Peki, bu muhteşem borçlanma stratejisinin maliyeti, ne kadar oldu biliyor musunuz? Bugün itibarıyla, 710 milyar lira. Yanlış duymadınız. Bir Damat Bakan kolay yetişmiyor. Nebati Bakan’ın daha gideceği çok yol var… Bu 710 milyar liranın, 110 milyar lirasını ödedik. Bugünün parasıyla, ödeyeceğimiz 600 milyar lira daha var. Yani Kayınpeder, Damat ve Nebati’den oluşan ve artık pek de güldürmeyen, bu komedi dans üçlüsünün, dahiyane fikirlerinin, ülkemize maliyeti en az 940 milyar lira. Bu para, ülkemizin vatandaşından, şirketlerinden, bir yıl boyunca toplanan vergilerin, neredeyse yüzde 90’ı. Yani vatandaşımız ve şirketlerimiz, hiç durmadan çalışıyor, çabalıyor. Bu fantastik üçlü de bu parayı, eşsiz ekonomi vizyonlarıyla saçıp savuruyor.

“BU YASA, BİR İSTİBDAT YASASIDIR”

Ekonomi rayından çıkmış, bunlar sosyal medyayı kontrol etme derdinde. Biliyorsunuz önümüze, 'Sosyal Medya Yasası' adı altında, yeni bir yasak getirdiler. Neymiş? Yalan habere karşı önlem alacaklarmış. Neymiş? Dezenformasyonla mücadele edeceklermiş. Neymiş? Sosyal medya yalancıymış. Çünkü onlara göre yolsuzluk yok, haberi yapanlar yalancı. Aslında sığınmacı sorunu da yok, var diyenler yalancı. Ekonomide her şey tıkırında, ekonomi kötüye gidiyor diyenler yalancı… Değerli dava arkadaşlarım, bu yasa, internet sitelerini hizaya çekme yasasıdır.

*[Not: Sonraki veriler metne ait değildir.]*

//! Command-line host for the map story's boundary resolution.
#![forbid(unsafe_code)]

use clap::{Parser, Subcommand};
use tracing_subscriber::EnvFilter;

mod error;
mod resolve;

pub use error::CliError;

const ARG_TIMEOUT_SECS: &str = "timeout-secs";
const ARG_USER_AGENT: &str = "user-agent";
const ARG_OUTPUT: &str = "output";
const ENV_TIMEOUT_SECS: &str = "MAPSTORY_CMDS_RESOLVE_TIMEOUT_SECS";

/// Default log filter when `RUST_LOG` is unset.
const DEFAULT_LOG_FILTER: &str = "info";

/// Install a stderr log subscriber honouring `RUST_LOG`.
///
/// Library crates log through the `log` facade; the subscriber's `log`
/// bridge forwards those records. Calling this twice is harmless.
pub fn init_logging() {
    let filter =
        EnvFilter::try_from_default_env().unwrap_or_else(|_| EnvFilter::new(DEFAULT_LOG_FILTER));
    let installed = tracing_subscriber::fmt()
        .with_env_filter(filter)
        .with_writer(std::io::stderr)
        .try_init();
    if installed.is_err() {
        log::debug!("Log subscriber already installed");
    }
}

/// Run the map story CLI with the current process arguments and environment.
///
/// # Errors
///
/// Returns [`CliError`] when arguments or configuration are invalid, the
/// fetcher cannot be built, or the hand-off cannot be written. A resolution
/// that ends in the static fallback is not an error.
pub fn run() -> Result<(), CliError> {
    let cli = Cli::try_parse().map_err(CliError::ArgumentParsing)?;
    match cli.command {
        Command::Resolve(args) => resolve::run_resolve(args),
    }
}

#[derive(Debug, Parser)]
#[command(
    name = "mapstory",
    about = "Resolve the administrative boundaries drawn by the Nepal map story",
    version
)]
struct Cli {
    #[command(subcommand)]
    command: Command,
}

#[derive(Debug, Subcommand)]
enum Command {
    /// Resolve country, province and municipality boundaries once.
    Resolve(resolve::ResolveArgs),
}

#[cfg(test)]
mod tests;
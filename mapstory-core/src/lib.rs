//! Boundary resolution for the Nepal map story.
//!
//! The crate decides which administrative boundaries the story draws and
//! where each one came from. Remote sources are reached through the
//! [`BoundaryFetcher`] trait; [`BoundaryResolver`] walks the configured
//! source chains, extracts the target regions and falls back to hardcoded
//! outlines when every country source fails.
//!
//! The resolver performs no I/O of its own, so it is fully testable with an
//! in-memory fetcher.
#![forbid(unsafe_code)]

mod boundary;
mod dataset;
mod extract;
pub mod fallback;
pub mod fetch;
mod level;
mod resolver;
mod source;
mod verify;

#[doc(hidden)]
pub mod test_support;

pub use boundary::{Provenance, ResolvedBoundary, StyleIntent};
pub use dataset::{BoundaryDataset, Region};
pub use extract::{
    DISTRICT_KEYS, MUNICIPALITY_KEYS, PROVINCE_KEYS, RegionQuery, RegionTargets, find_region,
};
pub use fallback::FallbackSet;
pub use fetch::{BoundaryFetcher, FetchError};
pub use level::{AdminLevel, ParseLevelError, TrustTier};
pub use resolver::{
    AttemptOutcome, AttemptRecord, BoundaryResolver, Resolution, ResolutionDiagnostics,
};
pub use source::{BoundarySource, SourceCatalog, SourceId};
pub use verify::{ContestedTerritory, LIMPIYADHURA};
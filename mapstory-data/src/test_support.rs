//! Test utilities for boundary fetchers.
//!
//! [`StubBoundaryFetcher`] answers sources with canned HTTP-like responses
//! and runs successful bodies through the real GeoJSON decoder, so tests
//! exercise payload handling without a network.

use std::collections::HashMap;

use mapstory_core::{BoundaryDataset, BoundaryFetcher, BoundarySource, FetchError};

use crate::geojson::decode_feature_collection;

#[derive(Debug, Clone)]
enum StubResponse {
    Body(String),
    Status(u16),
    Timeout,
}

/// Stub `BoundaryFetcher` keyed by source id.
///
/// Sources without a canned response fail with a network error.
///
/// # Example
///
/// ```
/// use mapstory_core::{AdminLevel, BoundaryFetcher, BoundarySource, TrustTier};
/// use mapstory_data::test_support::StubBoundaryFetcher;
///
/// let fetcher = StubBoundaryFetcher::new().with_body("source-1", "not json");
/// let source = BoundarySource::new(
///     "source-1",
///     "https://example.org/nepal.geojson",
///     AdminLevel::Country,
///     TrustTier::CommunityMaintained,
/// );
/// let err = fetcher.fetch(&source).expect_err("body is not GeoJSON");
/// assert!(err.is_parse());
/// ```
#[derive(Debug, Clone, Default)]
pub struct StubBoundaryFetcher {
    responses: HashMap<String, StubResponse>,
}

impl StubBoundaryFetcher {
    /// Fetcher with no canned responses.
    #[must_use]
    pub fn new() -> Self {
        Self::default()
    }

    /// Answer `id` with a 200 response carrying `body`.
    #[must_use]
    pub fn with_body(mut self, id: &str, body: impl Into<String>) -> Self {
        self.responses
            .insert(id.to_owned(), StubResponse::Body(body.into()));
        self
    }

    /// Answer `id` with a non-success status.
    #[must_use]
    pub fn with_status(mut self, id: &str, status: u16) -> Self {
        self.responses
            .insert(id.to_owned(), StubResponse::Status(status));
        self
    }

    /// Answer `id` with a timeout.
    #[must_use]
    pub fn with_timeout(mut self, id: &str) -> Self {
        self.responses.insert(id.to_owned(), StubResponse::Timeout);
        self
    }
}

impl BoundaryFetcher for StubBoundaryFetcher {
    fn fetch(&self, source: &BoundarySource) -> Result<BoundaryDataset, FetchError> {
        let url = source.url.clone();
        match self.responses.get(source.id.as_str()) {
            Some(StubResponse::Body(body)) => decode_feature_collection(body.as_bytes())
                .map_err(|err| FetchError::Parse {
                    url,
                    message: err.to_string(),
                }),
            Some(StubResponse::Status(status)) => Err(FetchError::Http {
                url,
                status: *status,
                message: "stubbed status".to_owned(),
            }),
            Some(StubResponse::Timeout) => Err(FetchError::Timeout {
                url,
                timeout_ms: crate::http::DEFAULT_TIMEOUT_SECS.saturating_mul(1_000),
            }),
            None => Err(FetchError::Network {
                url,
                message: "connection refused".to_owned(),
            }),
        }
    }
}

/// GeoJSON body with one unit-square polygon per `(key, value)` property.
#[must_use]
pub fn polygon_collection(properties: &[(&str, &str)]) -> String {
    let features: Vec<String> = properties
        .iter()
        .zip(0_u32..)
        .map(|((key, value), index)| {
            let west = index;
            let east = index.saturating_add(1);
            format!(
                r#"{{"type":"Feature","properties":{{"{key}":"{value}"}},"geometry":{{"type":"Polygon","coordinates":[[[{west},0],[{east},0],[{east},1],[{west},1],[{west},0]]]}}}}"#
            )
        })
        .collect();
    format!(
        r#"{{"type":"FeatureCollection","features":[{}]}}"#,
        features.join(",")
    )
}

#[cfg(test)]
mod tests {
    use super::*;
    use mapstory_core::{AdminLevel, TrustTier};
    use rstest::rstest;

    fn source(id: &str) -> BoundarySource {
        BoundarySource::new(
            id,
            format!("https://example.org/{id}.geojson"),
            AdminLevel::Municipality,
            TrustTier::Official,
        )
    }

    #[rstest]
    fn canned_responses_map_to_fetch_errors() {
        let fetcher = StubBoundaryFetcher::new()
            .with_status("municipality-1", 502)
            .with_timeout("municipality-2");

        assert!(matches!(
            fetcher.fetch(&source("municipality-1")),
            Err(FetchError::Http { status: 502, .. })
        ));
        assert!(matches!(
            fetcher.fetch(&source("municipality-2")),
            Err(FetchError::Timeout { .. })
        ));
        assert!(matches!(
            fetcher.fetch(&source("district-1")),
            Err(FetchError::Network { .. })
        ));
    }

    #[rstest]
    fn polygon_collection_decodes() {
        let body = polygon_collection(&[("NAME", "Kirtipur"), ("NAME", "Nagarjun")]);
        let fetcher = StubBoundaryFetcher::new().with_body("municipality-1", body);

        let dataset = fetcher
            .fetch(&source("municipality-1"))
            .expect("stub body should decode");

        let names: Vec<_> = dataset.iter().filter_map(|r| r.property("NAME")).collect();
        assert_eq!(names, ["Kirtipur", "Nagarjun"]);
    }
}
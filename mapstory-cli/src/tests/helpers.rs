//! Stub fetcher builders shared by unit and behaviour tests.

use crate::resolve::ResolveFetcherBuilder;
use super::*;
use mapstory_core::BoundaryFetcher;
use mapstory_data::HttpBoundaryFetcherConfig;
use mapstory_data::test_support::{StubBoundaryFetcher, polygon_collection};
use std::cell::RefCell;

/// Builder handing out a clone of a canned stub and recording the config.
#[derive(Debug, Default)]
pub(super) struct StubFetcherBuilder {
    pub(super) fetcher: StubBoundaryFetcher,
    pub(super) seen: RefCell<Option<HttpBoundaryFetcherConfig>>,
}

impl StubFetcherBuilder {
    pub(super) fn healthy() -> Self {
        let fetcher = StubBoundaryFetcher::new()
            .with_body(
                "source-1",
                polygon_collection(&[("ADM1_EN", "Koshi"), ("ADM1_EN", "Bagmati")]),
            )
            .with_body(
                "municipality-1",
                polygon_collection(&[("NAME", "Nagarjun")]),
            );
        Self {
            fetcher,
            seen: RefCell::new(None),
        }
    }

    pub(super) fn unreachable() -> Self {
        Self::default()
    }
}

impl ResolveFetcherBuilder for StubFetcherBuilder {
    fn build(
        &self,
        config: &HttpBoundaryFetcherConfig,
    ) -> Result<Box<dyn BoundaryFetcher>, CliError> {
        self.seen.replace(Some(config.clone()));
        Ok(Box::new(self.fetcher.clone()))
    }
}

pub(super) fn provenance_tags(stdout: &[u8]) -> Vec<String> {
    let handoff: serde_json::Value = serde_json::from_slice(stdout).expect("hand-off JSON");
    handoff["features"]
        .as_array()
        .expect("features array")
        .iter()
        .map(|feature| {
            feature["properties"]["provenance"]
                .as_str()
                .expect("provenance string")
                .to_owned()
        })
        .collect()
}
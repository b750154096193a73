//! Output-file helpers built on `cap-std` and `camino`.
//!
//! Writes go through a directory handle opened with ambient authority, so a
//! caller only ever touches the directory it named.
#![forbid(unsafe_code)]

use std::io;

use camino::{Utf8Component, Utf8Path, Utf8PathBuf};
use cap_std::{ambient_authority, fs_utf8};

/// Write `contents` to `path`, creating missing parent directories and
/// replacing any existing file.
///
/// # Errors
///
/// Returns an error if `path` has no file name or any directory or file
/// operation fails.
///
/// # Examples
///
/// ```
/// use camino::Utf8PathBuf;
///
/// let dir = tempfile::tempdir()?;
/// let root = Utf8PathBuf::from_path_buf(dir.path().to_path_buf()).expect("utf-8 temp dir");
/// let target = root.join("out/boundaries.geojson");
/// mapstory_fs::write_file(&target, b"{}")?;
/// assert_eq!(std::fs::read_to_string(&target)?, "{}");
/// # Ok::<(), std::io::Error>(())
/// ```
pub fn write_file(path: &Utf8Path, contents: &[u8]) -> io::Result<()> {
    ensure_parent_dir(path)?;
    let (dir, name) = open_parent_dir(path)?;
    dir.write(name, contents)
}

/// Create every missing directory above `path`.
///
/// # Errors
///
/// Returns an error if the anchor directory cannot be opened or a directory
/// cannot be created.
pub fn ensure_parent_dir(path: &Utf8Path) -> io::Result<()> {
    let Some(parent) = path.parent() else {
        return Ok(());
    };
    let (anchor, relative) = split_anchor(parent);
    if relative.as_str().is_empty() {
        return Ok(());
    }
    fs_utf8::Dir::open_ambient_dir(&anchor, ambient_authority())?.create_dir_all(&relative)
}

/// Open the directory containing `path` and return it with the file name.
///
/// # Errors
///
/// Returns an error if `path` has no file name or its directory cannot be
/// opened.
pub fn open_parent_dir(path: &Utf8Path) -> io::Result<(fs_utf8::Dir, &str)> {
    let name = path
        .file_name()
        .ok_or_else(|| io::Error::other(format!("{path} does not name a file")))?;
    let parent = match path.parent() {
        Some(parent) if !parent.as_str().is_empty() => parent,
        _ => Utf8Path::new("."),
    };
    let dir = fs_utf8::Dir::open_ambient_dir(parent, ambient_authority())?;
    Ok((dir, name))
}

/// Split `path` into the part `cap-std` must open ambiently (root, drive
/// prefix, leading `.` and `..`) and the remainder below it.
fn split_anchor(path: &Utf8Path) -> (Utf8PathBuf, Utf8PathBuf) {
    let mut anchor = Utf8PathBuf::new();
    let mut relative = Utf8PathBuf::new();
    for component in path.components() {
        let leading = relative.as_str().is_empty();
        match component {
            Utf8Component::Prefix(_)
            | Utf8Component::RootDir
            | Utf8Component::CurDir
            | Utf8Component::ParentDir
                if leading =>
            {
                anchor.push(component);
            }
            other => relative.push(other),
        }
    }
    if anchor.as_str().is_empty() {
        anchor.push(".");
    }
    (anchor, relative)
}
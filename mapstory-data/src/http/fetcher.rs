//! HTTP-based `BoundaryFetcher` for GeoJSON endpoints.
//!
//! The [`BoundaryFetcher`] trait is synchronous so the resolver stays
//! embeddable. This fetcher bridges async `reqwest` calls to it by blocking
//! on a Tokio runtime it owns.
//!
//! # Example
//!
//! ```no_run
//! use mapstory_core::{BoundaryFetcher, SourceCatalog};
//! use mapstory_data::http::HttpBoundaryFetcher;
//!
//! let fetcher = HttpBoundaryFetcher::new()?;
//! let catalog = SourceCatalog::default();
//! if let Some(source) = catalog.country_primary.first() {
//!     let dataset = fetcher.fetch(source)?;
//!     println!("{} regions", dataset.len());
//! }
//! # Ok::<(), Box<dyn std::error::Error>>(())
//! ```

use std::time::Duration;

use log::debug;
use mapstory_core::{BoundaryDataset, BoundaryFetcher, BoundarySource, FetchError};
use reqwest::Client;
use thiserror::Error;
use tokio::runtime::{Handle, Runtime, RuntimeFlavor};

use crate::geojson::decode_feature_collection;

/// Errors raised while constructing an [`HttpBoundaryFetcher`].
#[derive(Debug, Error)]
pub enum FetcherBuildError {
    /// Failed to build the HTTP client.
    #[error("failed to build HTTP client: {0}")]
    HttpClient(#[source] reqwest::Error),
    /// Failed to build the Tokio runtime.
    #[error("failed to build Tokio runtime: {0}")]
    Runtime(#[source] std::io::Error),
}

/// Default user agent for boundary requests.
pub const DEFAULT_USER_AGENT: &str = "mapstory-boundaries/0.1";

/// Default per-source timeout in seconds.
pub const DEFAULT_TIMEOUT_SECS: u64 = 20;

/// Configuration for [`HttpBoundaryFetcher`].
#[derive(Debug, Clone, PartialEq, Eq)]
pub struct HttpBoundaryFetcherConfig {
    /// Time allowed for one source, from connect to the last body byte.
    pub timeout: Duration,
    /// User agent string for requests.
    pub user_agent: String,
}

impl Default for HttpBoundaryFetcherConfig {
    fn default() -> Self {
        Self {
            timeout: Duration::from_secs(DEFAULT_TIMEOUT_SECS),
            user_agent: DEFAULT_USER_AGENT.to_owned(),
        }
    }
}

impl HttpBoundaryFetcherConfig {
    /// Set the per-source timeout.
    #[must_use]
    pub const fn with_timeout(mut self, timeout: Duration) -> Self {
        self.timeout = timeout;
        self
    }

    /// Set the user agent string.
    #[must_use]
    pub fn with_user_agent(mut self, user_agent: impl Into<String>) -> Self {
        self.user_agent = user_agent.into();
        self
    }
}

/// Fetches GeoJSON boundary payloads over HTTP.
///
/// A response counts as a success only with a 2xx status and a body that
/// decodes to at least one polygon feature. Anything else becomes a
/// [`FetchError`], and the resolver moves to the next source.
///
/// # Runtime behaviour
///
/// Outside any Tokio runtime the fetcher blocks on its own runtime. Inside a
/// multi-threaded runtime it borrows that runtime's handle through
/// [`tokio::task::block_in_place`]. Inside a `current_thread` runtime it
/// falls back to its own runtime, which blocks the caller's executor for the
/// duration of the request.
pub struct HttpBoundaryFetcher {
    client: Client,
    config: HttpBoundaryFetcherConfig,
    runtime: Runtime,
}

impl std::fmt::Debug for HttpBoundaryFetcher {
    fn fmt(&self, f: &mut std::fmt::Formatter<'_>) -> std::fmt::Result {
        f.debug_struct("HttpBoundaryFetcher")
            .field("client", &self.client)
            .field("config", &self.config)
            .field("runtime", &"<tokio::runtime::Runtime>")
            .finish()
    }
}

impl HttpBoundaryFetcher {
    /// Create a fetcher with the default configuration.
    ///
    /// # Errors
    ///
    /// Returns an error if the HTTP client or Tokio runtime fails to build.
    pub fn new() -> Result<Self, FetcherBuildError> {
        Self::with_config(HttpBoundaryFetcherConfig::default())
    }

    /// Create a fetcher with explicit configuration.
    ///
    /// # Errors
    ///
    /// Returns an error if the HTTP client or Tokio runtime fails to build.
    pub fn with_config(config: HttpBoundaryFetcherConfig) -> Result<Self, FetcherBuildError> {
        let client = Client::builder()
            .user_agent(&config.user_agent)
            .connect_timeout(config.timeout)
            .timeout(config.timeout)
            .build()
            .map_err(FetcherBuildError::HttpClient)?;
        let runtime = tokio::runtime::Builder::new_current_thread()
            .enable_all()
            .build()
            .map_err(FetcherBuildError::Runtime)?;
        Ok(Self {
            client,
            config,
            runtime,
        })
    }

    /// Active configuration.
    #[must_use]
    pub const fn config(&self) -> &HttpBoundaryFetcherConfig {
        &self.config
    }

    async fn fetch_async(&self, url: &str) -> Result<BoundaryDataset, FetchError> {
        let response = self
            .client
            .get(url)
            .send()
            .await
            .map_err(|err| self.convert_reqwest_error(&err, url))?
            .error_for_status()
            .map_err(|err| self.convert_reqwest_error(&err, url))?;

        let body = response
            .bytes()
            .await
            .map_err(|err| self.convert_reqwest_error(&err, url))?;
        debug!("Received {} bytes from {url}", body.len());

        decode_feature_collection(&body).map_err(|err| FetchError::Parse {
            url: url.to_owned(),
            message: err.to_string(),
        })
    }

    fn convert_reqwest_error(&self, error: &reqwest::Error, url: &str) -> FetchError {
        if error.is_timeout() {
            return FetchError::Timeout {
                url: url.to_owned(),
                timeout_ms: u64::try_from(self.config.timeout.as_millis()).unwrap_or(u64::MAX),
            };
        }

        if let Some(status) = error.status() {
            return FetchError::Http {
                url: url.to_owned(),
                status: status.as_u16(),
                message: error.to_string(),
            };
        }

        FetchError::Network {
            url: url.to_owned(),
            message: error.to_string(),
        }
    }
}

impl BoundaryFetcher for HttpBoundaryFetcher {
    fn fetch(&self, source: &BoundarySource) -> Result<BoundaryDataset, FetchError> {
        let future = self.fetch_async(&source.url);
        match Handle::try_current() {
            Ok(handle) if handle.runtime_flavor() == RuntimeFlavor::MultiThread => {
                tokio::task::block_in_place(|| handle.block_on(future))
            }
            _ => self.runtime.block_on(future),
        }
    }
}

Bu yasa, televizyon ve gazeteler üzerinde kurulan baskıyı, internete taşıma sevdasıdır. Bu yasa, yeni bir RTÜK oluşturma çabasıdır. Ez cümle bu yasa, bir istibdat yasasıdır! Peki neden böyle bir yasaya gerek duydular biliyor musunuz? Çünkü korkuyorlar. Gerçeklerden korkuyorlar. Adaletten korkuyorlar. Milletin özgürce konuşmasından, herkesin doğruları öğrenmesinden korkuyorlar. Uğruna her şeyi verecekleri o koltukları, kaybetmekten korkuyorlar. Kurdukları rant düzeninin dağılmasından korkuyorlar. Maskelerin düşmesinden, Saray'daki sefanın bitmesinden korkuyorlar.

"YANGIN SÖNDÜRME UÇAĞIMIZ YOK DİYEN KEPAZELİĞİ UNUTMADIK"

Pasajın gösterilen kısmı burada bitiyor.